Le vieillard était l’homme qu’attendait Susannah ; les gentlemen étaient des gardiens.

Nous disons la vérité pure, on rencontre à Almack bien des gentilshommes que le docteur Conolly[1] n’eût point agréés pour être gardiens dans sa maison de santé.

— Milady désire parler à milord ? dit l’un des deux gentlemen.

— Non, monsieur, non, répondit Susannah tristement ; — je croyais… ceci est le résultat d’une erreur.

Elle saluait pour se retirer, lorsqu’il arriva une chose étrange. Le comte de White-Manor avait tressailli faiblement au son de sa voix. Au moment où elle s’inclinait, il trompa par un bond subit la surveillance de ses gardiens et saisit le bras de la belle fille avec une extrême violence.

Les gardiens hésitèrent. Le cas était périlleux. Le moindre mouvement pouvait exalter la fureur du comte et mettre la vie de Susannah en danger.

Pendant qu’ils se glissaient doucement, essayant de se rapprocher du lord, celui-ci avait penché sen visage abruti jusque sur la charmante figure de Susannah et la considérait avidement.

— Non ! — non ! — non ! murmura-t-il par trois fois, je ne suis pas le père de l’enfant, madame !… Ah ! si Dieu m’eût donné un enfant, je crois que je serais devenu bon.

Il entendit derrière lui les pas de ses gardiens et se retourna vivement.

— N’approchez pas ! dit-il avec force.

Susannah avait dégoût et frayeur.

— Gilbert ! reprit le lord, qui eut un éclat de rire sinistre, — apporte la corde… la corde de chanvre… L’enfant ressemble au mendiant d’Irlandais… il n’est pas à moi !

Il fit mine de saisir un objet que lui présentait un être invisible, et passa deux ou trois fois sa main fermée autour du cou de Susannah, comme s’il y eût enroulé une corde.

Les autres fous, disséminés dans le jardin, commençaient à s’assembler pour examiner curieusement cette scène.

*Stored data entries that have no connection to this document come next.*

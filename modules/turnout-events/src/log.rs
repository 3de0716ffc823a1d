//! Append-only fact store.
//!
//! Entries are never updated or deleted. Reads come back in append order,
//! which is creation-time ascending; the AAR scorer depends on that.

use std::sync::{Arc, Mutex};

use anyhow::Result;
use async_trait::async_trait;
use chrono::Utc;
use uuid::Uuid;

use crate::types::{AppendEvent, EventLogEntry};

#[async_trait]
pub trait EventLog: Send + Sync {
    /// Append an entry; the log assigns id and timestamp.
    async fn append(&self, event: AppendEvent) -> Result<EventLogEntry>;

    /// All entries correlated to an incident, oldest first.
    async fn for_incident(&self, incident_id: Uuid) -> Result<Vec<EventLogEntry>>;

    /// Most recent entries across all incidents, newest first.
    async fn recent(&self, limit: usize) -> Result<Vec<EventLogEntry>>;
}

/// In-memory log. Thread-safe; the production store behind the repository
/// seam is an external concern.
#[derive(Default)]
pub struct MemoryEventLog {
    entries: Mutex<Vec<EventLogEntry>>,
}

impl MemoryEventLog {
    pub fn new() -> Self {
        Self::default()
    }

    /// Snapshot of everything appended so far (for test assertions).
    pub fn entries(&self) -> Vec<EventLogEntry> {
        self.entries.lock().unwrap().clone()
    }

    /// Insert a pre-built entry as-is. Tests use this to backdate timestamps
    /// when reconstructing historical timelines.
    pub fn insert(&self, entry: EventLogEntry) {
        self.entries.lock().unwrap().push(entry);
    }
}

#[async_trait]
impl EventLog for MemoryEventLog {
    async fn append(&self, event: AppendEvent) -> Result<EventLogEntry> {
        let entry = EventLogEntry {
            id: Uuid::new_v4(),
            kind: event.kind,
            entity_kind: event.entity_kind,
            entity_id: event.entity_id,
            payload: event.payload,
            incident_id: event.incident_id,
            created_at: Utc::now(),
        };
        self.entries.lock().unwrap().push(entry.clone());
        Ok(entry)
    }

    async fn for_incident(&self, incident_id: Uuid) -> Result<Vec<EventLogEntry>> {
        let entries = self.entries.lock().unwrap();
        Ok(entries
            .iter()
            .filter(|e| e.incident_id == Some(incident_id))
            .cloned()
            .collect())
    }

    async fn recent(&self, limit: usize) -> Result<Vec<EventLogEntry>> {
        let entries = self.entries.lock().unwrap();
        Ok(entries.iter().rev().take(limit).cloned().collect())
    }
}

#[async_trait]
impl<L: EventLog + ?Sized> EventLog for Arc<L> {
    async fn append(&self, event: AppendEvent) -> Result<EventLogEntry> {
        (**self).append(event).await
    }

    async fn for_incident(&self, incident_id: Uuid) -> Result<Vec<EventLogEntry>> {
        (**self).for_incident(incident_id).await
    }

    async fn recent(&self, limit: usize) -> Result<Vec<EventLogEntry>> {
        (**self).recent(limit).await
    }
}
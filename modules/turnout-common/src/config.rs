use std::env;

/// Simulator configuration loaded from environment variables.
/// Everything has a sensible default; nothing is required.
#[derive(Debug, Clone)]
pub struct Config {
    /// Period of the recurring severity tick.
    pub tick_interval_ms: u64,
    /// Per-tick chance of emitting one cosmetic call-update event.
    pub call_update_probability: f64,
    /// Severity assigned to incidents created without one.
    pub default_severity: i32,
}

impl Default for Config {
    fn default() -> Self {
        Self {
            tick_interval_ms: 5000,
            call_update_probability: 0.1,
            default_severity: 50,
        }
    }
}

impl Config {
    /// Load configuration from environment variables, falling back to defaults.
    /// Panics with a clear message on unparseable values.
    pub fn from_env() -> Self {
        let defaults = Self::default();
        Self {
            tick_interval_ms: env::var("TICK_INTERVAL_MS")
                .map(|v| v.parse().expect("TICK_INTERVAL_MS must be a number"))
                .unwrap_or(defaults.tick_interval_ms),
            call_update_probability: env::var("CALL_UPDATE_PROBABILITY")
                .map(|v| v.parse().expect("CALL_UPDATE_PROBABILITY must be a number"))
                .unwrap_or(defaults.call_update_probability),
            default_severity: env::var("DEFAULT_SEVERITY")
                .map(|v| v.parse().expect("DEFAULT_SEVERITY must be a number"))
                .unwrap_or(defaults.default_severity),
        }
    }
}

Comme chacun d’entre eux était accompagné de plusieurs gardiens, il y avait foule.

— Voyez ! voyez ! dit le lord, comme elle est restée jeune et belle !… moi, je suis vieux… N’est-ce pas injuste ?… Il y a vingt ans qu’elle m’a trahi… Oh ! je m’en souviens bien… Mais y a-t-il vingt ans ou était-ce hier ?… Je ne sais… qu’importe !… vingt ans après comme le lendemain, la vengeance est bonne… Gentlemen ! qui d’entre vous veut m’acheter cette femme ?

Napoléon braqua sa main arrondie en longue-vue sur cette scène extraordinaire ; Luther en accusa le pape ; la lune menaça de se cacher sous un nuage, et la momie d’Égypte déclara que depuis deux mille ans elle n’avait rien vu de pareil.

Les deux gardiens de White-Manor le saisirent en ce moment.

Lorsqu’il sentit ses bras contenus par une force supérieure, il jeta sur la belle fille un regard envenimé de haine et dit :

— Ton enfant… Tu voudrais bien embrasser ton enfant, n’est-ce pas ?… Écoute ! Elle est morte !.. elle est morte !.. elle est morte !!..

Il prononça ces derniers mots avec un ricanement pénible, chancela entre les bras de ses gardiens et tomba, foudroyé par une attaque de son mal.

— Qu’on emporte cet homme ! dit l’empereur Napoléon en puisant le tabac historique dans la poche de son gilet.

Luther récita un psaume en langue vulgaire afin de narguer le saint-siége. La lune annonça qu’elle entrait dans son troisième quartier et la momie d’Égypte supplia qu’on la reconduisît aux pyramides.

Puis tous les quatre reprirent leur promenade en se disant que c’est chose fort attristante de rencontrer ainsi un fou sur son chemin.

Susannah était restée à la même place, frappée d’une sorte de stupeur. Elle savait que cet homme était un fou ; pourtant, sa vue et ses paroles avaient produit sur elle une impression qu’elle essayait en vain de chasser…

  1. Alors directeur de Benham-Park, maintenant médecin en chef d’Hanwell, homme d’une expérience précieuse et d’un très grand savoir.